#### Task instructions
Starting with the first line below, reproduce each line exactly until you have included the one bearing "self.ignored_files = ignored_files;".

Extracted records
-- -- --

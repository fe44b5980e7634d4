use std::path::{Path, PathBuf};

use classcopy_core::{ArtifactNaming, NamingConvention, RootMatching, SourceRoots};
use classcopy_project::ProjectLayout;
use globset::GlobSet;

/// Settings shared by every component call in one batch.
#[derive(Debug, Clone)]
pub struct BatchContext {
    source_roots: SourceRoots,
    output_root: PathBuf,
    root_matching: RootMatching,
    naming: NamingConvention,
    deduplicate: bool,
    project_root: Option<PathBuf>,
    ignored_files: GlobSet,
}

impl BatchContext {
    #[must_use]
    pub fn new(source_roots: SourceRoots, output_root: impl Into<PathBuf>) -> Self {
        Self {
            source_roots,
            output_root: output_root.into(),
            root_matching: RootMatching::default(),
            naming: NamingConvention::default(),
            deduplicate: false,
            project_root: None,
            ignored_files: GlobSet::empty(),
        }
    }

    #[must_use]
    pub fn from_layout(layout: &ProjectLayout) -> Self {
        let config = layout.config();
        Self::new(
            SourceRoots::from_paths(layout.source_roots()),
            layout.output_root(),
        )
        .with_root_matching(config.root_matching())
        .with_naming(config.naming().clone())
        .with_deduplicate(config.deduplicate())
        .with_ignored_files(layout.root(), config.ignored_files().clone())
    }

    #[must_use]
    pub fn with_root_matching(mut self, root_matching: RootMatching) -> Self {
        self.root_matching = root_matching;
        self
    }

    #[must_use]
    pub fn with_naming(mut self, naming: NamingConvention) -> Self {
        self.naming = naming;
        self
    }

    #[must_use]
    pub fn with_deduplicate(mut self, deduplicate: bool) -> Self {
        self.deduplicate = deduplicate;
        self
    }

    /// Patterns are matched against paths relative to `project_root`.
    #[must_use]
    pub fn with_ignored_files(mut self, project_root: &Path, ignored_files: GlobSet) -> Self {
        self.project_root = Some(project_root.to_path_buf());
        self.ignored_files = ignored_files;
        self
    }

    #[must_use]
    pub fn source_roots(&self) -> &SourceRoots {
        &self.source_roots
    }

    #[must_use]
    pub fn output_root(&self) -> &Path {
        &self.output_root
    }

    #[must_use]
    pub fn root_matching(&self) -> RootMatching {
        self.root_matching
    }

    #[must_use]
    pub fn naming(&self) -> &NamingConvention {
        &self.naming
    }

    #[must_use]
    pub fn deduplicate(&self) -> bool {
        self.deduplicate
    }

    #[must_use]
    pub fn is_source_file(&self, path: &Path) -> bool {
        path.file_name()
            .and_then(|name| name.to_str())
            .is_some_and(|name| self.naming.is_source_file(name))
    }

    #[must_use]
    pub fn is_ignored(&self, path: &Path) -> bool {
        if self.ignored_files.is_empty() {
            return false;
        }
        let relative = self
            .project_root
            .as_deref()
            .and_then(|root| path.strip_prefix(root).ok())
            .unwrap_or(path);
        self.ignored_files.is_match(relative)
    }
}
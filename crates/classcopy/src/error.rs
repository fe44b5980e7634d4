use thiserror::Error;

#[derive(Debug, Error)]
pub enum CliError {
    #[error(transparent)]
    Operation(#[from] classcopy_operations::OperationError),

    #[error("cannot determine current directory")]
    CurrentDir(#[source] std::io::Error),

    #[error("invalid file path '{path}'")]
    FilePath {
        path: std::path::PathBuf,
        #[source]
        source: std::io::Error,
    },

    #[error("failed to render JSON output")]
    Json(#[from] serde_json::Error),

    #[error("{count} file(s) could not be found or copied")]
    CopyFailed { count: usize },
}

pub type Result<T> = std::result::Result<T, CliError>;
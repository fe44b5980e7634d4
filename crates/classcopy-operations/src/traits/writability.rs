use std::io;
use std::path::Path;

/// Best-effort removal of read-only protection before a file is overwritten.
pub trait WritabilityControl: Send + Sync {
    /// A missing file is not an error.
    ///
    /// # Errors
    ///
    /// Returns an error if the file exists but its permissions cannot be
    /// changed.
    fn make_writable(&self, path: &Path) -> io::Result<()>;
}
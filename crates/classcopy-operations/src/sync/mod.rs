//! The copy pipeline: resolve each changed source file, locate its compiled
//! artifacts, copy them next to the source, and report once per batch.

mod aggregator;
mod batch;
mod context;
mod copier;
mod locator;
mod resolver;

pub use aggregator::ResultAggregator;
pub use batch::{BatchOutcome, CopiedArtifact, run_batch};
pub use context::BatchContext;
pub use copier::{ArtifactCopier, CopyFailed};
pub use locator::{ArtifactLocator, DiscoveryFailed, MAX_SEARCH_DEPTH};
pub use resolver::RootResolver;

-- -- --

#### Written answer
repository fe44b5980e7634d4
use std::path::{Path, PathBuf};

use classcopy_core::{ArtifactNaming, NamingConvention, RootMatching, SourceRoots};
use classcopy_project::ProjectLayout;
use globset::GlobSet;

/// Settings shared by every component call in one batch.
#[derive(Debug, Clone)]
pub struct BatchContext {
    source_roots: SourceRoots,
    output_root: PathBuf,
    root_matching: RootMatching,
    naming: NamingConvention,
    deduplicate: bool,
    project_root: Option<PathBuf>,
    ignored_files: GlobSet,
}

impl BatchContext {
    #[must_use]
    pub fn new(source_roots: SourceRoots, output_root: impl Into<PathBuf>) -> Self {
        Self {
            source_roots,
            output_root: output_root.into(),
            root_matching: RootMatching::default(),
            naming: NamingConvention::default(),
            deduplicate: false,
            project_root: None,
            ignored_files: GlobSet::empty(),
        }
    }

    #[must_use]
    pub fn from_layout(layout: &ProjectLayout) -> Self {
        let config = layout.config();
        Self::new(
            SourceRoots::from_paths(layout.source_roots()),
            layout.output_root(),
        )
        .with_root_matching(config.root_matching())
        .with_naming(config.naming().clone())
        .with_deduplicate(config.deduplicate())
        .with_ignored_files(layout.root(), config.ignored_files().clone())
    }

    #[must_use]
    pub fn with_root_matching(mut self, root_matching: RootMatching) -> Self {
        self.root_matching = root_matching;
        self
    }

    #[must_use]
    pub fn with_naming(mut self, naming: NamingConvention) -> Self {
        self.naming = naming;
        self
    }

    #[must_use]
    pub fn with_deduplicate(mut self, deduplicate: bool) -> Self {
        self.deduplicate = deduplicate;
        self
    }

    /// Patterns are matched against paths relative to `project_root`.
    #[must_use]
    pub fn with_ignored_files(mut self, project_root: &Path, ignored_files: GlobSet) -> Self {
        self.project_root = Some(project_root.to_path_buf());
        self.ignored_files = ignored_files;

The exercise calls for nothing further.